How to get the most out of Music Lessons
These guidelines will help you have a successful, rewarding experience learning an instrument. These are practical tips that we have discovered from years of teaching and our experiences teaching hundreds of students each year.
How Young is Too Young--Starting at the Right Age
Adults can start taking lessons at any time. Their success is based on how willing they are to commit to practicing.
Starting a child at the right age, however, is a key element to the success of their lessons. Over the years, we have found that if you start a child too soon, they may become frustrated or overwhelmed. Sometimes, if a child waits one more year to start lessons, their progress will be much faster. Children who are older than the suggested earliest starting age usually do very well.
The following are guidelines we have found to be successful. Don't forget though, age is just a number. If you feel your child is mature for their years, or have older siblings who are playing an instrument, we are happy to interview the student to see when will be the right time to start lessons.
Guitar: We will start electric & acoustic guitar lessons at 7 years old, and bass lessons at 8. We suggest bass students be a little older because the strings on a bass are bigger. Often we find that full size instruments may be too big for some students, but guitars do come in 1⁄4, 1⁄2 and 3⁄4 sizes that allow them to learn comfortably.
Piano/Keyboard: We like students to be at least 5 years old for private or group piano lessons. Students at this age have begun to develop longer attention spans and can retain material with ease. It is also easier for a younger student to co-ordinate playing the piano because they can look down and easily see the keys.

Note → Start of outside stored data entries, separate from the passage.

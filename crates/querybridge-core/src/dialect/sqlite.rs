//! SQLite-family dialect.

use crate::catalog::{ColumnTypeSelector, TypeSuggestion};
use crate::escape::{float_literal, hex, quote_identifier, quote_string};
use crate::flags::DriverFlags;
use crate::schema::{DatabaseTableColumn, DatabaseTableSchema};
use crate::value::SqlValue;

use super::SqlDialect;

/// SQLite, libSQL and compatible engines.
#[derive(Debug, Clone)]
pub struct SqliteDialect {
    flags: DriverFlags,
    types: ColumnTypeSelector,
}

impl SqliteDialect {
    #[must_use]
    pub fn new() -> Self {
        Self::with_flags(DriverFlags::sqlite())
    }

    #[must_use]
    pub fn with_flags(flags: DriverFlags) -> Self {
        Self {
            flags,
            types: type_catalog(),
        }
    }
}

impl Default for SqliteDialect {
    fn default() -> Self {
        Self::new()
    }
}

fn is_integer_type(column: &DatabaseTableColumn) -> bool {
    column.column_type.trim().eq_ignore_ascii_case("INTEGER")
}

impl SqlDialect for SqliteDialect {
    fn flags(&self) -> &DriverFlags {
        &self.flags
    }

    fn escape_id(&self, identifier: &str) -> String {
        quote_identifier(identifier, '"')
    }

    fn escape_value(&self, value: &SqlValue) -> String {
        match value {
            SqlValue::Null => "NULL".to_string(),
            SqlValue::Bool(b) => String::from(if *b { "1" } else { "0" }),
            SqlValue::Int(i) => i.to_string(),
            SqlValue::Float(f) => float_literal(*f).unwrap_or_else(|| "NULL".to_string()),
            SqlValue::Text(s) => quote_string(s),
            SqlValue::Bytes(b) => format!("X'{}'", hex(b)),
        }
    }

    fn column_type_selector(&self) -> &ColumnTypeSelector {
        &self.types
    }

    // `table_info` reports expressions without their parentheses, and only
    // literals and CURRENT_* keywords may appear bare.
    fn default_expression(&self, expression: &str) -> String {
        format!("({expression})")
    }

    // AUTOINCREMENT is only legal right after an inline INTEGER PRIMARY KEY.
    fn auto_increment_clause(
        &self,
        column: &DatabaseTableColumn,
        inline_primary_key: bool,
    ) -> Option<&'static str> {
        (inline_primary_key && is_integer_type(column)).then_some("AUTOINCREMENT")
    }

    fn inline_primary_key<'t>(&self, table: &'t DatabaseTableSchema) -> Option<&'t str> {
        let [pk] = table.pk.as_slice() else {
            return None;
        };
        table
            .get_column(pk)
            .filter(|c| c.is_auto_increment() && is_integer_type(c))
            .map(|c| c.name.as_str())
    }
}

fn type_catalog() -> ColumnTypeSelector {
    ColumnTypeSelector::default()
        .group(
            "String",
            vec![TypeSuggestion::plain(
                "TEXT",
                "Text stored using the database encoding",
            )],
        )
        .group(
            "Number",
            vec![
                TypeSuggestion::plain("INTEGER", "Signed integer stored in 1 to 8 bytes"),
                TypeSuggestion::plain("REAL", "8-byte IEEE floating point"),
                TypeSuggestion::plain("NUMERIC", "Integer or real, whichever is exact"),
            ],
        )
        .group(
            "Date & Time",
            vec![
                TypeSuggestion::plain("DATE", "ISO-8601 date stored as TEXT"),
                TypeSuggestion::plain("DATETIME", "ISO-8601 date and time stored as TEXT"),
            ],
        )
        .group(
            "Binary",
            vec![TypeSuggestion::plain(
                "BLOB",
                "Bytes stored exactly as input",
            )],
        )
        .group(
            "Other",
            vec![
                TypeSuggestion::plain("BOOLEAN", "Stored as INTEGER 0 or 1"),
                TypeSuggestion::plain("JSON", "JSON document stored as TEXT"),
            ],
        )
}
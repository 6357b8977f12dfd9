//! Async database drivers for `querybridge`.
//!
//! A driver pairs a [`Transport`](transport::Transport), which moves
//! statements and results, with a dialect from `querybridge-core`, which
//! knows how to escape, introspect and plan schema changes. Drivers exist for
//! the MySQL, PostgreSQL and SQLite families.
//!
//! # Example
//!
//! ```rust,no_run
//! use querybridge_driver::prelude::*;
//!
//! # async fn example() -> Result<(), Box<dyn std::error::Error>> {
//! let transport = SqliteTransport::connect("sqlite::memory:").await?;
//! let driver = SqliteDriver::new(transport);
//!
//! driver.query("CREATE TABLE users (id INTEGER PRIMARY KEY, name TEXT)").await?;
//! let users = driver.table_schema("main", "users").await?;
//! let change = DatabaseTableSchemaChange::from_table(&users)
//!     .rename_column("name", "full_name");
//! driver.apply_table_schema_change(&change).await?;
//! # Ok(())
//! # }
//! ```

mod driver;
pub mod mysql;
pub mod postgres;
pub mod sqlite;
pub mod transport;

pub use driver::Driver;
pub use mysql::MySqlDriver;
pub use postgres::PostgresDriver;
pub use sqlite::{SqliteDriver, SqliteOptions};

/// Prelude for convenient imports.
pub mod prelude {
    pub use crate::transport::{
        ChannelTransport, RequestTracker, Responder, SqliteTransport, Transport, TransportRequest,
        TransportResponse,
    };
    pub use crate::{Driver, MySqlDriver, PostgresDriver, SqliteDriver, SqliteOptions};
    pub use querybridge_core::prelude::*;
}
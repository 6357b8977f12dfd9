//! Correlation of in-flight requests with their responses.

use std::collections::BTreeMap;
use std::sync::atomic::{AtomicU64, Ordering};
use std::sync::{Mutex, MutexGuard, PoisonError};

use tokio::sync::oneshot;
use tracing::{debug, warn};

use querybridge_core::TransportError;

use super::ResponseData;

type Outcome = Result<ResponseData, TransportError>;

/// Hands out request ids and routes each response to the caller waiting on
/// it. Responses may arrive in any order; each id resolves at most once.
///
/// With a capacity set, registering beyond it fails the oldest pending
/// request with [`TransportError::Evicted`].
#[derive(Debug)]
pub struct RequestTracker {
    next_id: AtomicU64,
    pending: Mutex<BTreeMap<u64, oneshot::Sender<Outcome>>>,
    capacity: Option<usize>,
}

impl Default for RequestTracker {
    fn default() -> Self {
        Self::new()
    }
}

impl RequestTracker {
    /// Creates a tracker without a pending-request cap.
    #[must_use]
    pub const fn new() -> Self {
        Self {
            next_id: AtomicU64::new(1),
            pending: Mutex::new(BTreeMap::new()),
            capacity: None,
        }
    }

    /// Creates a tracker holding at most `capacity` pending requests.
    #[must_use]
    pub const fn with_capacity(capacity: usize) -> Self {
        Self {
            next_id: AtomicU64::new(1),
            pending: Mutex::new(BTreeMap::new()),
            capacity: Some(capacity),
        }
    }

    fn pending(&self) -> MutexGuard<'_, BTreeMap<u64, oneshot::Sender<Outcome>>> {
        self.pending.lock().unwrap_or_else(PoisonError::into_inner)
    }

    /// Allocates a fresh id and the receiver its response will arrive on.
    pub fn register(&self) -> (u64, oneshot::Receiver<Outcome>) {
        let id = self.next_id.fetch_add(1, Ordering::Relaxed);
        let (sender, receiver) = oneshot::channel();
        let mut pending = self.pending();
        if let Some(capacity) = self.capacity {
            while pending.len() >= capacity.max(1) {
                let Some((evicted, sender)) = pending.pop_first() else {
                    break;
                };
                warn!(id = evicted, "Evicting oldest pending request");
                let _ = sender.send(Err(TransportError::Evicted { id: evicted }));
            }
        }
        pending.insert(id, sender);
        (id, receiver)
    }

    /// Delivers `outcome` to the caller waiting on `id`.
    ///
    /// Returns `false` when `id` is unknown, already resolved, or its caller
    /// stopped waiting.
    pub fn resolve(&self, id: u64, outcome: Outcome) -> bool {
        let Some(sender) = self.pending().remove(&id) else {
            debug!(id, "Dropping response for unknown request");
            return false;
        };
        sender.send(outcome).is_ok()
    }

    /// Forgets `id` without notifying its caller.
    pub fn forget(&self, id: u64) {
        self.pending().remove(&id);
    }

    /// Fails every pending request with `error`.
    pub fn fail_all(&self, error: &TransportError) {
        let drained = std::mem::take(&mut *self.pending());
        if !drained.is_empty() {
            debug!(count = drained.len(), error = %error, "Failing pending requests");
        }
        for sender in drained.into_values() {
            let _ = sender.send(Err(error.clone()));
        }
    }

    /// Number of requests still waiting for a response.
    #[must_use]
    pub fn pending_count(&self) -> usize {
        self.pending().len()
    }
}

Drums: As with the piano, we like the youngest drum students to be 5 years old. Students need to be big enough to reach the pedals and cymbals. As with the piano, the student is able to easily see what part of the instrument they should be playing.
Strings: We accept string students (violin, viola & cello) beginning at age 6. At this age students can easily hold the instrument and understand finger placement. Stringed instruments also come in 1⁄4, 1⁄2, & 3⁄4 sizes to accommodate different sized students.
Woodwinds/Brass: Because of physical exertion and lung power needed for these instruments, our students start at about 10 years old or 4th or 5th grade. Most students have an opportunity to join band at school in the 5th or 6th grade. Private lessons help compliment what they learn in school, as well as allow them to advance in band class faster.
Take Lessons in a Professional Teaching Environment
Not only is it important to have a qualified teacher, but the learning environment is also big factor in a student's success. Lessons should be conducted in a location where the focus is on music education. In a professional studio environment, students cannot be distracted by TV, ringing phones, siblings, radios, etc. At Anchorage Music & Dance Center, the lessons are not just a hobby or side-line for the teacher, but a responsibility which is taken very seriously.
Make Practicing Easy & Fun!
Improving in music requires regular practice. This can sometimes present problems when students try to fit an additional 30 minutes into an already busy day. Here are a few ideas to make practicing something to look forward to:
Time: Set the same time every day to practice so it becomes a habit. Try to average 5 days or more each week. Generally, the earlier in the day it can happen the better. For children, that means less reminding throughout the day, and for adults, they can get their practice finished before the day runs away from them.
Repetition: This method works well for beginners. For a young child, 20 or 30 minutes of practice can seem like an eternity. Instead of setting a time frame, try repetition. You can have the student practice this piece 4 times every day, and this scale 5 times a day. That way they're not paying attention to the amount of time they're practicing. But if they are on their 3rd repetition; they know they're almost finished.
Rewards: This works very well for both children and adult students. Adults may reward themselves with a latte after a successful week of practicing. At Anchorage Music & Dance Center, we reward young students with stars and stickers on their work. Parents can encourage children to practice by granting them occasional rewards for successful practicing. Praise tends to be the most coveted award. Sometimes we all have a week with little practicing, but no worries, there's always next week!
Keep it Cool: Pre-teens and teens practice more often and more willingly when they are learning music they like to listen to themselves. Encourage your student to tell their teacher what styles of music they enjoy. Our teachers ask students to bring their favorite CD's to the lesson. The teacher is able to choose how to apply what the student is learning to a song the student is familiar with. Our teachers have access to a computer, where they can "slow down" a song so the student can take it home and incorporate it into their practice sessions.
Music should be something that you enjoy for a lifetime. Playing an instrument provides both a creative outlet for personal expression and an appreciation for all types of music performance. Try not to put unrealistic expectations on yourself or your children to learn too quickly. Everyone learns at a different pace, and the key is to be able to enjoy the journey!